**EXERCISE INSTRUCTIONS:**
Before you finish, make sure every line below has been written out exactly.

**MATERIAL PROVIDED:**
---

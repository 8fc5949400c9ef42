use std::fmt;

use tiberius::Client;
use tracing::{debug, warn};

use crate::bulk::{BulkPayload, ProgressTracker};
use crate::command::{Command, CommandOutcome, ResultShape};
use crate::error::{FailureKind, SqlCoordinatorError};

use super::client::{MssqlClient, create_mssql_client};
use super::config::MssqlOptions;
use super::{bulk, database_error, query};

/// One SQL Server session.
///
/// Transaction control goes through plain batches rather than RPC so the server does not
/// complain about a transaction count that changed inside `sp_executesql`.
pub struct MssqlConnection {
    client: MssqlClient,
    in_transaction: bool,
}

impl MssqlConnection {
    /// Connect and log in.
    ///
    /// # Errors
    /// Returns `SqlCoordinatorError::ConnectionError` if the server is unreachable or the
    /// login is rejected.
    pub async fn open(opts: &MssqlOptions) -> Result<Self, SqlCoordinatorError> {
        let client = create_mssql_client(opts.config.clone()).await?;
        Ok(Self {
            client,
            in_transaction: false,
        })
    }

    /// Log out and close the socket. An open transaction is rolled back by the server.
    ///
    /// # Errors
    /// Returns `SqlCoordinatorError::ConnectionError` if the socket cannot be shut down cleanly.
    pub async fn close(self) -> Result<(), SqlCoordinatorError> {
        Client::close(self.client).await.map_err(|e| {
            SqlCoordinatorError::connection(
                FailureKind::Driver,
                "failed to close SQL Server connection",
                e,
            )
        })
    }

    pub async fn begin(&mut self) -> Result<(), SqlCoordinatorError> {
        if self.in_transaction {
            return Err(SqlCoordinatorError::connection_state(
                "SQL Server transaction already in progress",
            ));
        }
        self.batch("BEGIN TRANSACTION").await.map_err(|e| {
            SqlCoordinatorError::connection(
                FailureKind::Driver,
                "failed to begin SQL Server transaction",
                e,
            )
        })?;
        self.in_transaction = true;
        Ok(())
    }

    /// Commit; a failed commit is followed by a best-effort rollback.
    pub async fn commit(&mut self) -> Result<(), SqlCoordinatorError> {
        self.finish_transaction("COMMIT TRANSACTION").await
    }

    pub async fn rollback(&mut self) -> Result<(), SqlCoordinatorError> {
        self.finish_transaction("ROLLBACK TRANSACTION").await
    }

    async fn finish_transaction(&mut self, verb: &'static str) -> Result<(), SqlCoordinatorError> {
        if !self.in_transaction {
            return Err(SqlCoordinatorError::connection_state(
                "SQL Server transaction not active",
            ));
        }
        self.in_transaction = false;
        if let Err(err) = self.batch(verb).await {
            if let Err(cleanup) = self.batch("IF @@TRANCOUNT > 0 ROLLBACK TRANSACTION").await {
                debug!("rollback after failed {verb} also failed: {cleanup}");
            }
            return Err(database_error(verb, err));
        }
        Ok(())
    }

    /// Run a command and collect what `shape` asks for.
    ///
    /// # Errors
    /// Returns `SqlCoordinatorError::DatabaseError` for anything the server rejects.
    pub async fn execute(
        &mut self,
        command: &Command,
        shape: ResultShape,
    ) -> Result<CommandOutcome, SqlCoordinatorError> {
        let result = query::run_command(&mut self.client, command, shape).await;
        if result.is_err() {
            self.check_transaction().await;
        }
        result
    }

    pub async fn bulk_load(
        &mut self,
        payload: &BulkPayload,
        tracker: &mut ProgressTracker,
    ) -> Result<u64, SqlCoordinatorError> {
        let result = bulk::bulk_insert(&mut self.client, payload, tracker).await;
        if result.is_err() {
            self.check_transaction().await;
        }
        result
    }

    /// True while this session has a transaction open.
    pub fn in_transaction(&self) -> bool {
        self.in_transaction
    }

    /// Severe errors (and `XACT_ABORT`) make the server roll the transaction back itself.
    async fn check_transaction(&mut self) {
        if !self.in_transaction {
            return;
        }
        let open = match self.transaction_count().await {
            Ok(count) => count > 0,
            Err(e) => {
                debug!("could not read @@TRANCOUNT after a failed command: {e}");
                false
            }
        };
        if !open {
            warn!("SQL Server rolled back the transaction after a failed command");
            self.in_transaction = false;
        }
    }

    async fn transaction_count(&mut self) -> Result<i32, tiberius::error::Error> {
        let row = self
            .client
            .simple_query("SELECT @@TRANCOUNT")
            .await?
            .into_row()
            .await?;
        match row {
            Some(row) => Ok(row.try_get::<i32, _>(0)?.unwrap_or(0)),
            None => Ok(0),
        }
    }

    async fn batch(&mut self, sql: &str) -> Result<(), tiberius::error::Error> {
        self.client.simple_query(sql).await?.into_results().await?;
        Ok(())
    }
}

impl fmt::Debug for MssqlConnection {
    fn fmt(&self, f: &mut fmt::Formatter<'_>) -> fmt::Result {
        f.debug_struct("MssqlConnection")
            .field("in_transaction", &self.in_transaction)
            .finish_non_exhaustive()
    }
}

---

**EXERCISE RESULT:**
repository 8fc5949400c9ef42
use std::fmt;

use tiberius::Client;
use tracing::{debug, warn};

use crate::bulk::{BulkPayload, ProgressTracker};
use crate::command::{Command, CommandOutcome, ResultShape};
use crate::error::{FailureKind, SqlCoordinatorError};

use super::client::{MssqlClient, create_mssql_client};
use super::config::MssqlOptions;
use super::{bulk, database_error, query};

/// One SQL Server session.
///
/// Transaction control goes through plain batches rather than RPC so the server does not
/// complain about a transaction count that changed inside `sp_executesql`.
pub struct MssqlConnection {
    client: MssqlClient,
    in_transaction: bool,
}

impl MssqlConnection {
    /// Connect and log in.
    ///
    /// # Errors
    /// Returns `SqlCoordinatorError::ConnectionError` if the server is unreachable or the
    /// login is rejected.
    pub async fn open(opts: &MssqlOptions) -> Result<Self, SqlCoordinatorError> {
        let client = create_mssql_client(opts.config.clone()).await?;
        Ok(Self {
            client,
            in_transaction: false,
        })
    }

    /// Log out and close the socket. An open transaction is rolled back by the server.
    ///
    /// # Errors
    /// Returns `SqlCoordinatorError::ConnectionError` if the socket cannot be shut down cleanly.
    pub async fn close(self) -> Result<(), SqlCoordinatorError> {
        Client::close(self.client).await.map_err(|e| {
            SqlCoordinatorError::connection(
                FailureKind::Driver,
                "failed to close SQL Server connection",
                e,
            )
        })
    }

    pub async fn begin(&mut self) -> Result<(), SqlCoordinatorError> {
        if self.in_transaction {
            return Err(SqlCoordinatorError::connection_state(
                "SQL Server transaction already in progress",
            ));
        }
        self.batch("BEGIN TRANSACTION").await.map_err(|e| {
            SqlCoordinatorError::connection(
                FailureKind::Driver,
                "failed to begin SQL Server transaction",
                e,
            )
        })?;
        self.in_transaction = true;
        Ok(())
    }

    /// Commit; a failed commit is followed by a best-effort rollback.
    pub async fn commit(&mut self) -> Result<(), SqlCoordinatorError> {
        self.finish_transaction("COMMIT TRANSACTION").await
    }

    pub async fn rollback(&mut self) -> Result<(), SqlCoordinatorError> {
        self.finish_transaction("ROLLBACK TRANSACTION").await
    }

    async fn finish_transaction(&mut self, verb: &'static str) -> Result<(), SqlCoordinatorError> {
        if !self.in_transaction {
            return Err(SqlCoordinatorError::connection_state(
                "SQL Server transaction not active",
            ));
        }
        self.in_transaction = false;
        if let Err(err) = self.batch(verb).await {
            if let Err(cleanup) = self.batch("IF @@TRANCOUNT > 0 ROLLBACK TRANSACTION").await {
                debug!("rollback after failed {verb} also failed: {cleanup}");
            }
            return Err(database_error(verb, err));
        }
        Ok(())
    }

    /// Run a command and collect what `shape` asks for.
    ///
    /// # Errors
    /// Returns `SqlCoordinatorError::DatabaseError` for anything the server rejects.
    pub async fn execute(
        &mut self,
        command: &Command,
        shape: ResultShape,
    ) -> Result<CommandOutcome, SqlCoordinatorError> {
        let result = query::run_command(&mut self.client, command, shape).await;
        if result.is_err() {
            self.check_transaction().await;
        }
        result
    }

    pub async fn bulk_load(
        &mut self,
        payload: &BulkPayload,
        tracker: &mut ProgressTracker,
    ) -> Result<u64, SqlCoordinatorError> {
        let result = bulk::bulk_insert(&mut self.client, payload, tracker).await;
        if result.is_err() {
            self.check_transaction().await;
        }
        result
    }

    /// True while this session has a transaction open.
    pub fn in_transaction(&self) -> bool {
        self.in_transaction
    }

    /// Severe errors (and `XACT_ABORT`) make the server roll the transaction back itself.
    async fn check_transaction(&mut self) {
        if !self.in_transaction {
            return;
        }
        let open = match self.transaction_count().await {
            Ok(count) => count > 0,
            Err(e) => {
                debug!("could not read @@TRANCOUNT after a failed command: {e}");
                false
            }
        };
        if !open {
            warn!("SQL Server rolled back the transaction after a failed command");
            self.in_transaction = false;
        }
    }

    async fn transaction_count(&mut self) -> Result<i32, tiberius::error::Error> {
        let row = self
            .client
            .simple_query("SELECT @@TRANCOUNT")
            .await?
            .into_row()
            .await?;
        match row {
            Some(row) => Ok(row.try_get::<i32, _>(0)?.unwrap_or(0)),
            None => Ok(0),
        }
    }

    async fn batch(&mut self, sql: &str) -> Result<(), tiberius::error::Error> {
        self.client.simple_query(sql).await?.into_results().await?;
        Ok(())
    }
}

impl fmt::Debug for MssqlConnection {
    fn fmt(&self, f: &mut fmt::Formatter<'_>) -> fmt::Result {
        f.debug_struct("MssqlConnection")
            .field("in_transaction", &self.in_transaction)
            .finish_non_exhaustive()
    }
}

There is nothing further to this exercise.